Distributed services need a communication strategy. The core decision is whether a request must finish now, can happen later, or should be streamed as events.
Service Discovery
Service discovery answers “where is the healthy instance for this service?” Kubernetes provides DNS names such as orders.default.svc.cluster.local. Consul, Eureka, and etcd solve similar problems outside Kubernetes.
Discovery alone is not enough. Clients also need timeouts, retries, load balancing, and circuit breakers so a bad dependency does not cascade through the system.
Sync, Async, And Streaming
| Pattern | Use when | Example |
|---|---|---|
| REST | Public APIs, browser clients, simple resources | Customer CRUD |
| gRPC | Internal low-latency service calls with schemas | Pricing service |
| WebSocket | Long-lived bidirectional client updates | Chat and collaboration |
| Server-Sent Events | One-way server-to-browser streams | Model token streaming |
| Queue | Work can happen later | Email sending |
| Event stream | Consumers need replay and ordered logs | Usage analytics |
Synchronous calls are simple but tightly couple availability. Asynchronous queues improve resilience but introduce eventual consistency and duplicate processing.
Kafka, RabbitMQ, And SQS
Kafka is a durable distributed log. Use it when replay, high throughput, ordered partitions, consumer groups, and stream processing matter.
RabbitMQ is a broker with flexible routing. Use it for work queues, routing keys, acknowledgements, and operationally familiar task dispatch.
SQS is managed cloud queueing. Use it when simplicity, durability, and low operational burden matter more than replayable event history.
Design every consumer to be idempotent. Most queue systems deliver at least once, so duplicates are normal.
Service Mesh
A service mesh such as Istio or Linkerd moves cross-cutting network behavior into sidecars or node proxies: mTLS, retries, traffic splitting, circuit breaking, telemetry, and policy. It is powerful when many teams operate many services. It is overkill for a small monolith or a handful of services.
Use a mesh to standardize communication; do not use it to hide unclear ownership or bad service boundaries.
Walkthrough: Notification System
Requirements: send email, SMS, push, and in-app notifications; respect user preferences; support transactional and marketing notifications; tolerate provider failures; avoid duplicate sends.
Capacity: assume 20 million users, 5 notifications per user per day, about 100 million notification intents per day.
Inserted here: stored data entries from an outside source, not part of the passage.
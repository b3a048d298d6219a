//! Ctrl+C signal handler using `SetConsoleCtrlHandler`.
//!
//! Replaces the `ctrlc` crate with a direct Win32 API call.

use std::sync::mpsc::Sender;

use windows::Win32::System::Console::{CTRL_C_EVENT, SetConsoleCtrlHandler};

/// Registers a Ctrl+C handler that sends `()` on the given channel.
///
/// The handler fires once; subsequent Ctrl+C signals are ignored.
pub fn set_handler(tx: Sender<()>) {
    unsafe { SetConsoleCtrlHandler(Some(handler), true) }.expect("failed to set Ctrl+C handler");

    // Store the sender in a global so the callback can reach it.
    SENDER.set(tx).expect("Ctrl+C handler already registered");
}

/// Global sender — written once by `set_handler`, read by the callback.
static SENDER: std::sync::OnceLock<Sender<()>> = std::sync::OnceLock::new();

unsafe extern "system" fn handler(ctrl_type: u32) -> windows::core::BOOL {
    if ctrl_type == CTRL_C_EVENT
        && let Some(tx) = SENDER.get()
    {
        let _ = tx.send(());
    }
    windows::core::BOOL(1)
}
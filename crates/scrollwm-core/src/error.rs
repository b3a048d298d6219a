//! Crate-wide error alias.

/// A boxed error type, used at the platform-adapter boundary and in
/// config/log/pid plumbing.
///
/// Core command methods never surface `Result` to their callers (see
/// §7 of the design spec): preconditions degrade to no-ops and adapter
/// failures are logged. `WmResult` exists for the operations that *do*
/// need to report failure — mainly adapter setup and file IO.
pub type WmResult<T> = Result<T, Box<dyn std::error::Error + Send + Sync>>;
Average throughput is about 1,200 intents per second; peak might be 10,000 per second during campaigns.
APIs:
POST /notifications
GET /users/{id}/notification-preferences
POST /templates
Data model:
| Entity | Purpose |
|---|---|
| notification_intent | requested send with idempotency key |
| user_preferences | channel opt-ins, quiet hours, locale |
| template | versioned content |
| delivery_attempt | provider, status, error, timestamps |
Architecture: producers call a notification API. The API validates tenant, template, recipient, and idempotency key, then writes the intent and an outbox row in one transaction. An outbox relay publishes to Kafka or SQS by channel. Workers load preferences, render templates, check quiet hours, call providers, and record delivery attempts.
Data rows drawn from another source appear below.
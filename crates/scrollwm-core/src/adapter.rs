//! The platform adapter contract (§4.F) and the events it produces.

use crate::model::{WindowId, World};
use crate::Rect;
use crate::error::WmResult;

/// A message the adapter's event thread posts back into the core. Per
/// the design notes, the adapter→core direction is modeled as messages
/// rather than direct callbacks, since events originate on a distinct
/// OS thread: the event loop just pushes these onto a channel that the
/// [`crate::manager::WindowManager`]'s owning thread drains.
#[derive(Debug, Clone, Copy, PartialEq)]
pub enum WindowEvent {
    Created(WindowId),
    Destroyed(WindowId),
    Moved(WindowId),
    Minimized(WindowId),
    Restored(WindowId),
    ForegroundChanged(WindowId),
    TitleChanged(WindowId),
}

impl WindowEvent {
    pub fn window_id(&self) -> WindowId {
        match *self {
            Self::Created(id)
            | Self::Destroyed(id)
            | Self::Moved(id)
            | Self::Minimized(id)
            | Self::Restored(id)
            | Self::ForegroundChanged(id)
            | Self::TitleChanged(id) => id,
        }
    }
}

/// A snapshot of one monitor as reported by the adapter at startup.
#[derive(Debug, Clone, Copy)]
pub struct MonitorInfo {
    pub rect: Rect,
    pub work_rect: Rect,
}

/// Core → adapter operations (§4.F). `on_window_*` and friends are not
/// trait methods here — see [`WindowEvent`].
pub trait PlatformAdapter {
    /// Performs async startup (hook installation, thread spawn). Returns
    /// once the adapter is ready to answer `monitors()`.
    fn initialize(&mut self) -> WmResult<()>;

    /// A snapshot of every monitor, in adapter-reported order (the core
    /// sorts by `(left, top)` itself when building the `World`).
    fn monitors(&self) -> WmResult<Vec<MonitorInfo>>;

    /// Requests OS focus for `window`, restoring it first if minimized.
    fn focus_window(&mut self, window: WindowId) -> WmResult<()>;

    /// Re-applies layout for `window`'s workspace only.
    fn resize_window(&mut self, window: WindowId) -> WmResult<()>;

    /// Requests a graceful close; the adapter does not wait for it.
    fn close_window(&mut self, window: WindowId) -> WmResult<()>;

    /// Re-applies layout globally: hides every window on an inactive
    /// workspace, lays out each monitor's active workspace.
    fn refresh(&mut self, world: &mut World) -> WmResult<()>;

    /// Launches a detached process; does not mutate the model.
    fn open(&mut self, args: &[String]) -> WmResult<()>;

    /// The current OS cursor position, in screen coordinates. Polled by
    /// the main loop's ticker for cursor-follows-focus (§4.E, §4.H).
    fn cursor_position(&self) -> WmResult<(i32, i32)>;

    /// The window's current OS rectangle, in screen coordinates. Used by
    /// the reactor to place a newly created window's monitor and to keep
    /// a moved window's display proxy in sync.
    fn window_rect(&self, window: WindowId) -> WmResult<Rect>;

    /// Releases resources and detaches hooks. Called exactly once, at
    /// shutdown.
    fn stop(&mut self);

    // -- Display proxy (§4.1, §4.E) --------------------------------
    //
    // A cloaking thumbnail mirror for a hidden window. Default bodies are
    // no-ops: an adapter that doesn't implement interactive previews (or
    // the fake adapter used in tests) can ignore these entirely, since
    // the canonical hide-inactive-workspace path in `refresh()` never
    // calls them.

    /// Registers a display proxy for `window`.
    fn create_proxy(&mut self, _window: WindowId) -> WmResult<()> {
        Ok(())
    }

    /// Updates a proxy's crop and position to track `window`'s new
    /// on-screen rectangle, clamped within `monitor_rect`.
    fn update_proxy(&mut self, _window: WindowId, _rect: Rect, _monitor_rect: Rect) -> WmResult<()> {
        Ok(())
    }

    /// Shows or hides `window`'s proxy without affecting the model.
    fn set_proxy_visible(&mut self, _window: WindowId, _visible: bool) -> WmResult<()> {
        Ok(())
    }

    /// Re-orders `window`'s proxy just below the window in z-order.
    fn reorder_proxy(&mut self, _window: WindowId) -> WmResult<()> {
        Ok(())
    }

    /// Tears down `window`'s proxy, if any.
    fn destroy_proxy(&mut self, _window: WindowId) -> WmResult<()> {
        Ok(())
    }
}

#[cfg(test)]
mod tests {
    use super::*;

    #[test]
    fn window_event_exposes_its_window_id() {
        assert_eq!(WindowEvent::Created(42).window_id(), 42);
        assert_eq!(WindowEvent::Destroyed(7).window_id(), 7);
    }
}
Provider failures: use retries with exponential backoff and jitter. After repeated failures, move messages to a dead-letter queue. For urgent notifications, fail over to another provider. For marketing notifications, delay is usually better than duplicate sends.
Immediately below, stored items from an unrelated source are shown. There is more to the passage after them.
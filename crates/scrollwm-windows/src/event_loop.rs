//! The Win32 event thread: a `SetWinEventHook` registration plus a plain
//! message pump. No hotkeys, no display-change handling, no hover
//! timers — keyboard capture and monitor hot-plug are out of scope
//! (§1 Non-goals; monitor count is fixed at startup per §4.B).

use std::sync::mpsc::Sender;
use std::thread;

use scrollwm_core::{WindowEvent, WmResult};
use windows::Win32::Foundation::{LPARAM, WPARAM};
use windows::Win32::UI::Accessibility::{HWINEVENTHOOK, SetWinEventHook, UnhookWinEvent};
use windows::Win32::UI::WindowsAndMessaging::{
    DispatchMessageW, GetMessageW, MSG, PostThreadMessageW, TranslateMessage, WINEVENT_OUTOFCONTEXT,
    WINEVENT_SKIPOWNPROCESS, WM_QUIT,
};
use windows::Win32::{Foundation::HWND, System::Threading::GetCurrentThreadId};

use crate::event;

thread_local! {
    static EVENT_SENDER: std::cell::RefCell<Option<Sender<WindowEvent>>> =
        const { std::cell::RefCell::new(None) };
}

/// Handle for stopping the event thread from the main loop.
pub struct EventLoopHandle {
    thread_id: u32,
    handle: thread::JoinHandle<()>,
}

impl EventLoopHandle {
    /// Posts `WM_QUIT` to the event thread's queue and joins it.
    pub fn stop(self) {
        unsafe {
            let _ = PostThreadMessageW(self.thread_id, WM_QUIT, WPARAM(0), LPARAM(0));
        }
        let _ = self.handle.join();
    }
}

/// Spawns the event thread and blocks until the hook is installed.
pub fn start(event_tx: Sender<WindowEvent>) -> WmResult<EventLoopHandle> {
    let (ready_tx, ready_rx) = std::sync::mpsc::channel::<Result<u32, String>>();

    let handle = thread::spawn(move || {
        EVENT_SENDER.with(|cell| *cell.borrow_mut() = Some(event_tx));

        let thread_id = unsafe { GetCurrentThreadId() };

        // SAFETY: SetWinEventHook registers our callback for system-wide
        // window events; WINEVENT_OUTOFCONTEXT runs it in our process,
        // WINEVENT_SKIPOWNPROCESS filters out our own windows.
        let hook = unsafe {
            SetWinEventHook(
                event::EVENT_MIN,
                event::EVENT_MAX,
                None,
                Some(win_event_proc),
                0,
                0,
                WINEVENT_OUTOFCONTEXT | WINEVENT_SKIPOWNPROCESS,
            )
        };

        if hook.is_invalid() {
            let _ = ready_tx.send(Err("failed to set WinEvent hook".to_string()));
            return;
        }

        let _ = ready_tx.send(Ok(thread_id));

        run_message_pump();

        unsafe {
            let _ = UnhookWinEvent(hook);
        }
    });

    let thread_id = ready_rx
        .recv()
        .map_err(|_| -> Box<dyn std::error::Error + Send + Sync> {
            "event loop thread exited unexpectedly".into()
        })?
        .map_err(|e| -> Box<dyn std::error::Error + Send + Sync> { e.into() })?;

    Ok(EventLoopHandle { thread_id, handle })
}

/// Blocks, dispatching messages, until `WM_QUIT` is posted.
fn run_message_pump() {
    let mut msg = MSG::default();
    while unsafe { GetMessageW(&mut msg, None, 0, 0).as_bool() } {
        unsafe {
            let _ = TranslateMessage(&msg);
            DispatchMessageW(&msg);
        }
    }
}

/// The `SetWinEventHook` callback: translates and forwards to the
/// channel the owning thread drains.
unsafe extern "system" fn win_event_proc(
    _hook: HWINEVENTHOOK,
    event: u32,
    hwnd: HWND,
    id_object: i32,
    _id_child: i32,
    _event_thread: u32,
    _event_time: u32,
) {
    if let Some(window_event) = event::translate(event, hwnd, id_object) {
        EVENT_SENDER.with(|cell| {
            if let Some(sender) = cell.borrow().as_ref() {
                let _ = sender.send(window_event);
            }
        });
    }
}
Ordering: transactional security alerts should bypass campaign queues. Per-user ordering may matter for in-app notifications, so partition by user ID.
Observability: track sent, delivered, bounced, provider latency, queue age, duplicate suppression, opt-out rate, and dead-letter count.
Design Checklist
- Choose sync calls only when the caller needs the result immediately.
- Use queues for slow, flaky, or provider-backed work.
- Pick Kafka for replay and streams, RabbitMQ for broker routing, SQS for managed simplicity.
- Make consumers idempotent.
- Add dead-letter queues and poison-message handling.
- Use service mesh when communication policy is repeated across many services.
Interview Practice
- When should a service call be synchronous instead of queued?
- Compare Kafka, RabbitMQ, and SQS for notification delivery.
- Why are idempotent consumers required with at-least-once delivery?
- How would you prevent duplicate emails after worker retries?
- What should go into a dead-letter queue?
- When is a service mesh worth its complexity?
- How would you preserve per-user notification ordering?
- Design provider failover for SMS delivery.